Supplied data Start Marker

// Core infrastructure modules
pub mod auth;            // Session resolution
pub mod cache;           // LRU cache
pub mod cached_store;    // Read-through caching decorator
pub mod document_store;  // Document store interface and write batches
pub mod memory_store;    // In-process backend
pub mod middleware;      // Viewer middleware and extractor
pub mod sqlite_store;    // SQLite backend
pub mod viewer;          // Viewer context

pub use auth::{AuthProvider, InMemorySessions};
pub use cache::Cache;
pub use cached_store::CachedDocumentStore;
pub use document_store::{
    CollectionPath, Document, DocumentData, DocumentPath, DocumentStore, Precondition, WriteBatch,
    WriteOp,
};
pub use memory_store::MemoryStore;
pub use sqlite_store::SqliteStore;
pub use viewer::ViewerContext;
use async_trait::async_trait;
use sqlx::sqlite::{Sqlite, SqliteConnectOptions, SqlitePool, SqlitePoolOptions};
use sqlx::{Executor, Row};
use std::collections::BTreeMap;
use std::str::FromStr;
use tokio::sync::Mutex;

use crate::error::{AppError, AppResult};
use crate::infrastructure::document_store::{
    CollectionPath, Document, DocumentData, DocumentPath, DocumentStore, WriteBatch,
};

/// SQLite implementation of the document store.
/// Documents live in one table keyed by (collection, id) with a JSON body.
pub struct SqliteStore {
    pool: SqlitePool,
    /// SQLite allows one writer; deferred transactions racing to upgrade fail with SQLITE_BUSY
    write_lock: Mutex<()>,
}

impl SqliteStore {
    pub async fn new_in_memory() -> AppResult<Self> {
        Self::connect("sqlite::memory:").await
    }

    pub async fn connect(url: &str) -> AppResult<Self> {
        let options = SqliteConnectOptions::from_str(url)
            .map_err(|e| AppError::ConfigurationError(format!("Invalid SQLite url {}: {}", url, e)))?
            .create_if_missing(true);

        // Every connection to `:memory:` opens a private database, so keep exactly one alive
        let pool_options = if url.contains(":memory:") {
            SqlitePoolOptions::new()
                .max_connections(1)
                .idle_timeout(None)
                .max_lifetime(None)
        } else {
            SqlitePoolOptions::new().max_connections(5)
        };

        let pool = pool_options.connect_with(options).await.map_err(|e| {
            AppError::DatabaseError(format!("Failed to connect to SQLite at {}: {}", url, e))
        })?;

        let store = Self {
            pool,
            write_lock: Mutex::new(()),
        };
        store.initialize().await?;
        Ok(store)
    }

    /// Create the documents table if it does not exist yet
    pub async fn initialize(&self) -> AppResult<()> {
        sqlx::query(
            r#"
            CREATE TABLE IF NOT EXISTS documents (
                collection TEXT NOT NULL,
                id TEXT NOT NULL,
                data TEXT NOT NULL,
                updated_time INTEGER NOT NULL,
                PRIMARY KEY (collection, id)
            )
            "#,
        )
        .execute(&self.pool)
        .await
        .map_err(|e| AppError::DatabaseError(format!("Failed to create documents table: {}", e)))?;

        Ok(())
    }

    async fn load<'e, E>(executor: E, path: &DocumentPath) -> AppResult<Option<DocumentData>>
    where
        E: Executor<'e, Database = Sqlite>,
    {
        let row = sqlx::query("SELECT data FROM documents WHERE collection = ? AND id = ?")
            .bind(path.collection().as_str().to_owned())
            .bind(path.id().to_owned())
            .fetch_optional(executor)
            .await
            .map_err(|e| AppError::DatabaseError(format!("Failed to get document {}: {}", path, e)))?;

        match row {
            Some(row) => {
                let raw: String = row.get("data");
                Ok(Some(decode_body(path, &raw)?))
            }
            None => Ok(None),
        }
    }
}

fn decode_body(path: &DocumentPath, raw: &str) -> AppResult<DocumentData> {
    serde_json::from_str(raw).map_err(|e| {
        AppError::DeserializationError(format!("Corrupt document body at {}: {}", path, e))
    })
}

#[async_trait]
impl DocumentStore for SqliteStore {
    fn backend_name(&self) -> &'static str {
        "sqlite"
    }

    async fn health_check(&self) -> AppResult<()> {
        sqlx::query("SELECT 1")
            .execute(&self.pool)
            .await
            .map_err(|e| AppError::DatabaseError(format!("Database health check failed: {}", e)))?;
        Ok(())
    }

    async fn get(&self, path: &DocumentPath) -> AppResult<Option<Document>> {
        Ok(Self::load(&self.pool, path).await?.map(|data| Document {
            path: path.clone(),
            data,
        }))
    }

    async fn list(&self, collection: &CollectionPath) -> AppResult<Vec<Document>> {
        let rows = sqlx::query("SELECT id, data FROM documents WHERE collection = ? ORDER BY id")
            .bind(collection.as_str().to_owned())
            .fetch_all(&self.pool)
            .await
            .map_err(|e| {
                AppError::DatabaseError(format!("Failed to list collection {}: {}", collection, e))
            })?;

        rows.into_iter()
            .map(|row| {
                let id: String = row.get("id");
                let raw: String = row.get("data");
                let path = collection.doc(&id);
                let data = decode_body(&path, &raw)?;
                Ok(Document { path, data })
            })
            .collect()
    }

    async fn commit(&self, batch: WriteBatch) -> AppResult<()> {
        let _writer = self.write_lock.lock().await;
        let mut tx =
            self.pool.begin().await.map_err(|e| {
                AppError::DatabaseError(format!("Failed to begin transaction: {}", e))
            })?;

        for precondition in &batch.preconditions {
            let exists = Self::load(&mut *tx, precondition.path()).await?.is_some();
            precondition.check(exists)?;
        }

        let mut staged: BTreeMap<DocumentPath, Option<DocumentData>> = BTreeMap::new();
        for op in &batch.writes {
            let current = match staged.get(op.path()) {
                Some(state) => state.clone(),
                None => Self::load(&mut *tx, op.path()).await?,
            };
            let next = op.apply(current)?;
            staged.insert(op.path().clone(), next);
        }

        let now = chrono::Utc::now().timestamp_millis();
        for (path, state) in staged {
            match state {
                Some(data) => {
                    let body = serde_json::to_string(&data)
                        .map_err(|e| AppError::SerializationError(e.to_string()))?;
                    sqlx::query(
                        "INSERT INTO documents (collection, id, data, updated_time) VALUES (?, ?, ?, ?) \
                         ON CONFLICT(collection, id) DO UPDATE SET data = excluded.data, updated_time = excluded.updated_time",
                    )
                    .bind(path.collection().as_str().to_owned())
                    .bind(path.id().to_owned())
                    .bind(body)
                    .bind(now)
                    .execute(&mut *tx)
                    .await
                    .map_err(|e| {
                        AppError::DatabaseError(format!("Failed to write document {} in transaction: {}", path, e))
                    })?;
                }
                None => {
                    sqlx::query("DELETE FROM documents WHERE collection = ? AND id = ?")
                        .bind(path.collection().as_str().to_owned())
                        .bind(path.id().to_owned())
                        .execute(&mut *tx)
                        .await
                        .map_err(|e| {
                            AppError::DatabaseError(format!("Failed to delete document {} in transaction: {}", path, e))
                        })?;
                }
            }
        }

        tx.commit()
            .await
            .map_err(|e| AppError::DatabaseError(format!("Failed to commit transaction: {}", e)))
    }
}

#[cfg(test)]
mod tests {
    use super::*;
    use crate::infrastructure::document_store::to_document_data;
    use serde_json::json;
    use tempfile::tempdir;

    #[tokio::test]
    async fn test_commit_and_query() {
        let store = SqliteStore::new_in_memory().await.unwrap();
        store.health_check().await.unwrap();

        let bob = DocumentPath::new("Users", "bob");
        store
            .set(&bob, to_document_data(&json!({"username": "bob"})).unwrap())
            .await
            .unwrap();

        let batch = WriteBatch::new()
            .require_missing(DocumentPath::parse("Users/bob/followers/alice").unwrap())
            .set(
                DocumentPath::parse("Users/bob/followers/alice").unwrap(),
                to_document_data(&json!({"followerID": "alice"})).unwrap(),
            )
            .increment(bob.clone(), "followCount", 1);
        store.commit(batch.clone()).await.unwrap();

        assert_eq!(store.get(&bob).await.unwrap().unwrap().i64_field("followCount"), 1);

        // Same batch again trips the precondition and changes nothing
        assert!(store.commit(batch).await.is_err());
        assert_eq!(store.get(&bob).await.unwrap().unwrap().i64_field("followCount"), 1);

        let followers = store.list(&bob.sub_collection("followers")).await.unwrap();
        assert_eq!(followers.len(), 1);
        assert_eq!(followers[0].id(), "alice");
    }

    #[tokio::test]
    async fn test_rollback_on_failed_write() {
        let store = SqliteStore::new_in_memory().await.unwrap();
        let edge = DocumentPath::parse("Users/bob/followers/alice").unwrap();
        let batch = WriteBatch::new()
            .set(edge.clone(), to_document_data(&json!({"followerID": "alice"})).unwrap())
            .increment(DocumentPath::new("Users", "bob"), "followCount", 1);

        assert!(matches!(store.commit(batch).await, Err(AppError::NotFound(_))));
        assert!(!store.exists(&edge).await.unwrap());
    }

    #[tokio::test]
    async fn test_documents_survive_reopen() {
        let dir = tempdir().unwrap();
        let url = format!("sqlite://{}", dir.path().join("market.db").display());
        let path = DocumentPath::new("listings", "l1");

        {
            let store = SqliteStore::connect(&url).await.unwrap();
            store
                .set(&path, to_document_data(&json!({"title": "Desk", "username": "bob"})).unwrap())
                .await
                .unwrap();
        }

        let reopened = SqliteStore::connect(&url).await.unwrap();
        let doc = reopened.get(&path).await.unwrap().unwrap();
        assert_eq!(doc.data["title"], json!("Desk"));
    }
}
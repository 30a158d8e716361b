use std::sync::Arc;
use tracing::info;

use crate::{
    config::Config,
    data_seeder,
    infrastructure::{
        auth::AuthProvider, cached_store::CachedDocumentStore, document_store::DocumentStore,
        middleware::HasAuthProvider, sqlite_store::SqliteStore,
    },
    services::{ProfileService, RelationshipService, ReviewService},
};

#[derive(Clone)]
pub struct AppState {
    pub store: Arc<dyn DocumentStore>,
    pub auth: Arc<dyn AuthProvider>,
    pub relationships: RelationshipService,
    pub reviews: ReviewService,
    pub profiles: ProfileService,
}

impl AppState {
    pub async fn new(config: &Config, auth: Arc<dyn AuthProvider>) -> anyhow::Result<Self> {
        let database = SqliteStore::connect(&config.database.url).await?;
        let store = CachedDocumentStore::wrap(Arc::new(database), config.cache.capacity);
        info!(
            url = %config.database.url,
            cache_capacity = config.cache.capacity,
            "Document store ready"
        );

        if let Some(seed_path) = &config.database.seed_path {
            data_seeder::seed_from_file(store.as_ref(), seed_path).await?;
        }

        Ok(Self::from_parts(store, auth))
    }

    /// Wire services over an existing store and auth provider
    pub fn from_parts(store: Arc<dyn DocumentStore>, auth: Arc<dyn AuthProvider>) -> Self {
        let relationships = RelationshipService::new(store.clone());
        let reviews = ReviewService::new(store.clone());
        let profiles = ProfileService::new(store.clone(), relationships.clone(), reviews.clone());

        Self {
            store,
            auth,
            relationships,
            reviews,
            profiles,
        }
    }
}

impl HasAuthProvider for AppState {
    fn auth_provider(&self) -> &Arc<dyn AuthProvider> {
        &self.auth
    }
}
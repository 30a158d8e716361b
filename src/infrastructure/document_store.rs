// Document Store Interface - collection/document access for the marketplace data
// Mirrors the hosted document database the front-end talks to: documents addressed
// by `collection/id` paths, nested sub-collections, and atomic write batches.

use crate::error::{AppError, AppResult};
use async_trait::async_trait;
use serde::{de::DeserializeOwned, Serialize};
use serde_json::{Map, Value};
use std::fmt;

/// Field map stored for every document
pub type DocumentData = Map<String, Value>;

/// Path of a (possibly nested) collection, e.g. `Users` or `Users/bob/followers`
#[derive(Debug, Clone, PartialEq, Eq, Hash, PartialOrd, Ord)]
pub struct CollectionPath(String);

impl CollectionPath {
    /// Top-level collection
    pub fn root(name: &str) -> Self {
        Self(name.to_string())
    }

    pub fn doc(&self, id: &str) -> DocumentPath {
        DocumentPath {
            collection: self.clone(),
            id: id.to_string(),
        }
    }

    pub fn as_str(&self) -> &str {
        &self.0
    }
}

impl fmt::Display for CollectionPath {
    fn fmt(&self, f: &mut fmt::Formatter<'_>) -> fmt::Result {
        f.write_str(&self.0)
    }
}

/// Full path of a single document: its collection plus its id
#[derive(Debug, Clone, PartialEq, Eq, Hash, PartialOrd, Ord)]
pub struct DocumentPath {
    collection: CollectionPath,
    id: String,
}

impl DocumentPath {
    pub fn new(collection: &str, id: &str) -> Self {
        CollectionPath::root(collection).doc(id)
    }

    /// Parse `Users/bob` or `Users/bob/followers/alice`.
    /// Paths must have an even, non-zero number of non-empty segments.
    pub fn parse(raw: &str) -> AppResult<Self> {
        let segments: Vec<&str> = raw.split('/').collect();
        if segments.len() < 2 || segments.len() % 2 != 0 || segments.iter().any(|s| s.is_empty()) {
            return Err(AppError::Validation(format!(
                "'{}' is not a document path",
                raw
            )));
        }
        let (collection, id) = segments.split_at(segments.len() - 1);
        Ok(Self {
            collection: CollectionPath(collection.join("/")),
            id: id[0].to_string(),
        })
    }

    pub fn collection(&self) -> &CollectionPath {
        &self.collection
    }

    pub fn id(&self) -> &str {
        &self.id
    }

    /// Sub-collection nested under this document
    pub fn sub_collection(&self, name: &str) -> CollectionPath {
        CollectionPath(format!("{}/{}/{}", self.collection, self.id, name))
    }
}

impl fmt::Display for DocumentPath {
    fn fmt(&self, f: &mut fmt::Formatter<'_>) -> fmt::Result {
        write!(f, "{}/{}", self.collection, self.id)
    }
}

/// Snapshot of a stored document
#[derive(Debug, Clone, PartialEq)]
pub struct Document {
    pub path: DocumentPath,
    pub data: DocumentData,
}

impl Document {
    pub fn id(&self) -> &str {
        self.path.id()
    }

    /// Decode the document body into a typed model
    pub fn decode<T: DeserializeOwned>(&self) -> AppResult<T> {
        serde_json::from_value(Value::Object(self.data.clone())).map_err(|e| {
            AppError::DeserializationError(format!("Failed to decode {}: {}", self.path, e))
        })
    }

    /// Integer field, treating absent or non-integer values as zero
    pub fn i64_field(&self, field: &str) -> i64 {
        integer_value(self.data.get(field))
    }
}

fn integer_value(value: Option<&Value>) -> i64 {
    value
        .and_then(|v| v.as_i64().or_else(|| v.as_f64().map(|f| f as i64)))
        .unwrap_or(0)
}

/// Serialize a model into a document body
pub fn to_document_data<T: Serialize>(value: &T) -> AppResult<DocumentData> {
    match serde_json::to_value(value) {
        Ok(Value::Object(map)) => Ok(map),
        Ok(other) => Err(AppError::SerializationError(format!(
            "Documents must be JSON objects, got {}",
            other
        ))),
        Err(e) => Err(AppError::SerializationError(e.to_string())),
    }
}

/// Condition checked atomically before a batch is applied
#[derive(Debug, Clone, PartialEq)]
pub enum Precondition {
    Exists(DocumentPath),
    Missing(DocumentPath),
}

impl Precondition {
    pub fn path(&self) -> &DocumentPath {
        match self {
            Precondition::Exists(path) | Precondition::Missing(path) => path,
        }
    }

    /// Evaluate against the current existence of the document
    pub fn check(&self, exists: bool) -> AppResult<()> {
        match (self, exists) {
            (Precondition::Exists(_), true) | (Precondition::Missing(_), false) => Ok(()),
            (Precondition::Exists(path), false) => Err(AppError::PreconditionFailed(format!(
                "{} does not exist",
                path
            ))),
            (Precondition::Missing(path), true) => Err(AppError::PreconditionFailed(format!(
                "{} already exists",
                path
            ))),
        }
    }
}

/// A single write inside a batch
#[derive(Debug, Clone, PartialEq)]
pub enum WriteOp {
    /// Create or overwrite the whole document
    Set { path: DocumentPath, data: DocumentData },
    /// Update fields of an existing document
    Merge { path: DocumentPath, fields: DocumentData },
    /// Add `delta` to an integer field of an existing document.
    /// Saturates, and a negative delta never takes the field below zero.
    Increment {
        path: DocumentPath,
        field: String,
        delta: i64,
    },
    Delete { path: DocumentPath },
}

impl WriteOp {
    pub fn path(&self) -> &DocumentPath {
        match self {
            WriteOp::Set { path, .. }
            | WriteOp::Merge { path, .. }
            | WriteOp::Increment { path, .. }
            | WriteOp::Delete { path } => path,
        }
    }

    /// Compute the document state after this write. `None` means deleted.
    pub fn apply(&self, current: Option<DocumentData>) -> AppResult<Option<DocumentData>> {
        match self {
            WriteOp::Set { data, .. } => Ok(Some(data.clone())),
            WriteOp::Merge { path, fields } => {
                let mut doc =
                    current.ok_or_else(|| AppError::NotFound(format!("Document {}", path)))?;
                for (key, value) in fields {
                    doc.insert(key.clone(), value.clone());
                }
                Ok(Some(doc))
            }
            WriteOp::Increment { path, field, delta } => {
                let mut doc =
                    current.ok_or_else(|| AppError::NotFound(format!("Document {}", path)))?;
                let next = integer_value(doc.get(field)).saturating_add(*delta);
                // Decrements stop at zero; counters are never negative
                let next = if *delta < 0 { next.max(0) } else { next };
                doc.insert(field.clone(), Value::from(next));
                Ok(Some(doc))
            }
            WriteOp::Delete { .. } => Ok(None),
        }
    }
}

/// Preconditions plus writes, committed all-or-nothing
#[derive(Debug, Clone, Default, PartialEq)]
pub struct WriteBatch {
    pub preconditions: Vec<Precondition>,
    pub writes: Vec<WriteOp>,
}

impl WriteBatch {
    pub fn new() -> Self {
        Self::default()
    }

    pub fn require_exists(mut self, path: DocumentPath) -> Self {
        self.preconditions.push(Precondition::Exists(path));
        self
    }

    pub fn require_missing(mut self, path: DocumentPath) -> Self {
        self.preconditions.push(Precondition::Missing(path));
        self
    }

    pub fn set(mut self, path: DocumentPath, data: DocumentData) -> Self {
        self.writes.push(WriteOp::Set { path, data });
        self
    }

    /// Set a document from any serializable model
    pub fn set_value<T: Serialize>(self, path: DocumentPath, value: &T) -> AppResult<Self> {
        let data = to_document_data(value)?;
        Ok(self.set(path, data))
    }

    pub fn merge(mut self, path: DocumentPath, fields: DocumentData) -> Self {
        self.writes.push(WriteOp::Merge { path, fields });
        self
    }

    pub fn increment(mut self, path: DocumentPath, field: &str, delta: i64) -> Self {
        self.writes.push(WriteOp::Increment {
            path,
            field: field.to_string(),
            delta,
        });
        self
    }

    pub fn delete(mut self, path: DocumentPath) -> Self {
        self.writes.push(WriteOp::Delete { path });
        self
    }

    pub fn is_empty(&self) -> bool {
        self.preconditions.is_empty() && self.writes.is_empty()
    }

    /// Every document path written by this batch
    pub fn written_paths(&self) -> impl Iterator<Item = &DocumentPath> {
        self.writes.iter().map(WriteOp::path)
    }
}

/// Document database interface used by every service
#[async_trait]
pub trait DocumentStore: Send + Sync {
    /// Short backend name for logs
    fn backend_name(&self) -> &'static str;

    /// Verify the backend is reachable
    async fn health_check(&self) -> AppResult<()> {
        Ok(())
    }

    async fn get(&self, path: &DocumentPath) -> AppResult<Option<Document>>;

    async fn exists(&self, path: &DocumentPath) -> AppResult<bool> {
        Ok(self.get(path).await?.is_some())
    }

    /// All documents of one collection, ordered by id
    async fn list(&self, collection: &CollectionPath) -> AppResult<Vec<Document>>;

    /// Documents whose `field` equals `value`
    async fn query_eq(
        &self,
        collection: &CollectionPath,
        field: &str,
        value: &Value,
    ) -> AppResult<Vec<Document>> {
        Ok(self
            .list(collection)
            .await?
            .into_iter()
            .filter(|doc| doc.data.get(field) == Some(value))
            .collect())
    }

    /// Check every precondition, then apply every write. On any error nothing is applied.
    async fn commit(&self, batch: WriteBatch) -> AppResult<()>;

    async fn set(&self, path: &DocumentPath, data: DocumentData) -> AppResult<()> {
        self.commit(WriteBatch::new().set(path.clone(), data)).await
    }

    async fn merge(&self, path: &DocumentPath, fields: DocumentData) -> AppResult<()> {
        self.commit(WriteBatch::new().merge(path.clone(), fields)).await
    }

    async fn increment(&self, path: &DocumentPath, field: &str, delta: i64) -> AppResult<()> {
        self.commit(WriteBatch::new().increment(path.clone(), field, delta))
            .await
    }

    /// Returns whether a document was removed
    async fn delete(&self, path: &DocumentPath) -> AppResult<bool> {
        let batch = WriteBatch::new()
            .require_exists(path.clone())
            .delete(path.clone());
        match self.commit(batch).await {
            Ok(()) => Ok(true),
            Err(AppError::PreconditionFailed(_)) => Ok(false),
            Err(e) => Err(e),
        }
    }
}
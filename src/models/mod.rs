// Marketplace document models - field names match the stored documents

pub mod edges;
pub mod ids;

pub use edges::EdgeKind;
pub use ids::{ListingId, UserId};

use chrono::{DateTime, Utc};
use serde::{Deserialize, Serialize};

/// Top-level collection names
pub mod collections {
    pub const USERS: &str = "Users";
    pub const LISTINGS: &str = "listings";
    pub const REVIEWS: &str = "Reviews";
}

/// Document and collection paths used across the services
pub mod paths {
    use super::{collections, EdgeKind, ListingId, UserId};
    use crate::infrastructure::document_store::{CollectionPath, DocumentPath};

    pub fn user(id: &UserId) -> DocumentPath {
        DocumentPath::new(collections::USERS, id.as_str())
    }

    pub fn listing(id: &ListingId) -> DocumentPath {
        DocumentPath::new(collections::LISTINGS, id.as_str())
    }

    pub fn listings() -> CollectionPath {
        CollectionPath::root(collections::LISTINGS)
    }

    pub fn reviews() -> CollectionPath {
        CollectionPath::root(collections::REVIEWS)
    }

    /// FollowEdge: `follower` follows `followed`
    pub fn follow_edge(followed: &UserId, follower: &UserId) -> DocumentPath {
        EdgeKind::Followers.edge(followed, follower)
    }

    /// FollowingEdge mirror of [`follow_edge`]
    pub fn following_edge(follower: &UserId, followed: &UserId) -> DocumentPath {
        EdgeKind::Following.edge(follower, followed)
    }
}

/// `Users/{id}`
#[derive(Debug, Clone, PartialEq, Serialize, Deserialize)]
pub struct User {
    /// Document id, filled in after decoding
    #[serde(default, skip_serializing_if = "String::is_empty")]
    pub id: String,
    #[serde(default)]
    pub username: String,
    #[serde(rename = "profilePic", default, skip_serializing_if = "Option::is_none")]
    pub profile_pic: Option<String>,
    #[serde(rename = "followCount", default)]
    pub follow_count: i64,
    #[serde(rename = "followingCount", default)]
    pub following_count: i64,
}

/// `Users/{followed}/followers/{follower}`
#[derive(Debug, Clone, PartialEq, Serialize, Deserialize)]
pub struct FollowEdge {
    #[serde(rename = "followerID")]
    pub follower_id: UserId,
    pub timestamp: DateTime<Utc>,
}

/// `Users/{follower}/following/{followed}`
#[derive(Debug, Clone, PartialEq, Serialize, Deserialize)]
pub struct FollowingEdge {
    #[serde(rename = "followedUserID")]
    pub followed_user_id: UserId,
    pub timestamp: DateTime<Utc>,
}

/// `Reviews/{id}`
#[derive(Debug, Clone, PartialEq, Serialize, Deserialize)]
pub struct Review {
    #[serde(rename = "reviewerID", default)]
    pub reviewer_id: String,
    #[serde(rename = "listerID")]
    pub lister_id: String,
    pub score: f64,
    #[serde(default, skip_serializing_if = "Option::is_none")]
    pub comment: Option<String>,
}

/// `listings/{id}`
#[derive(Debug, Clone, PartialEq, Serialize, Deserialize)]
pub struct Listing {
    #[serde(default, skip_serializing_if = "String::is_empty")]
    pub id: String,
    #[serde(default)]
    pub title: String,
    #[serde(default)]
    pub price: f64,
    #[serde(rename = "productType", default)]
    pub product_type: String,
    #[serde(default)]
    pub description: String,
    #[serde(default, skip_serializing_if = "Option::is_none")]
    pub image: Option<String>,
    #[serde(rename = "userID")]
    pub user_id: String,
    #[serde(default)]
    pub username: String,
}
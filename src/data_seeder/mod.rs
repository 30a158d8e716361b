// Data seeding - loads a JSON fixture of `document path -> document body`
//
// {
//   "Users/alice": { "username": "alice" },
//   "Reviews/r1": { "listerID": "alice", "reviewerID": "bob", "score": 5 }
// }

use serde_json::Value;
use std::path::Path;
use tracing::info;

use crate::error::{AppError, AppResult};
use crate::infrastructure::document_store::{DocumentData, DocumentPath, DocumentStore, WriteBatch};

/// Write every fixture document in one batch; returns how many were written
pub async fn seed_documents(store: &dyn DocumentStore, fixtures: DocumentData) -> AppResult<usize> {
    let mut batch = WriteBatch::new();
    for (raw_path, body) in fixtures {
        let path = DocumentPath::parse(&raw_path)?;
        let data = match body {
            Value::Object(data) => data,
            other => {
                return Err(AppError::Validation(format!(
                    "Fixture {} must be a JSON object, got {}",
                    raw_path, other
                )))
            }
        };
        batch = batch.set(path, data);
    }

    let count = batch.writes.len();
    store.commit(batch).await?;
    info!(documents = count, backend = store.backend_name(), "Seeded documents");
    Ok(count)
}

pub async fn seed_from_file(store: &dyn DocumentStore, path: impl AsRef<Path>) -> AppResult<usize> {
    let path = path.as_ref();
    let raw = tokio::fs::read_to_string(path).await.map_err(|e| {
        AppError::ConfigurationError(format!("Failed to read seed file {}: {}", path.display(), e))
    })?;
    let fixtures: DocumentData = serde_json::from_str(&raw)?;
    seed_documents(store, fixtures).await
}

Supplied data End Marker

What you should do: Across the material above, count each line with the string "level" and state the number alone.

Problem solution: 2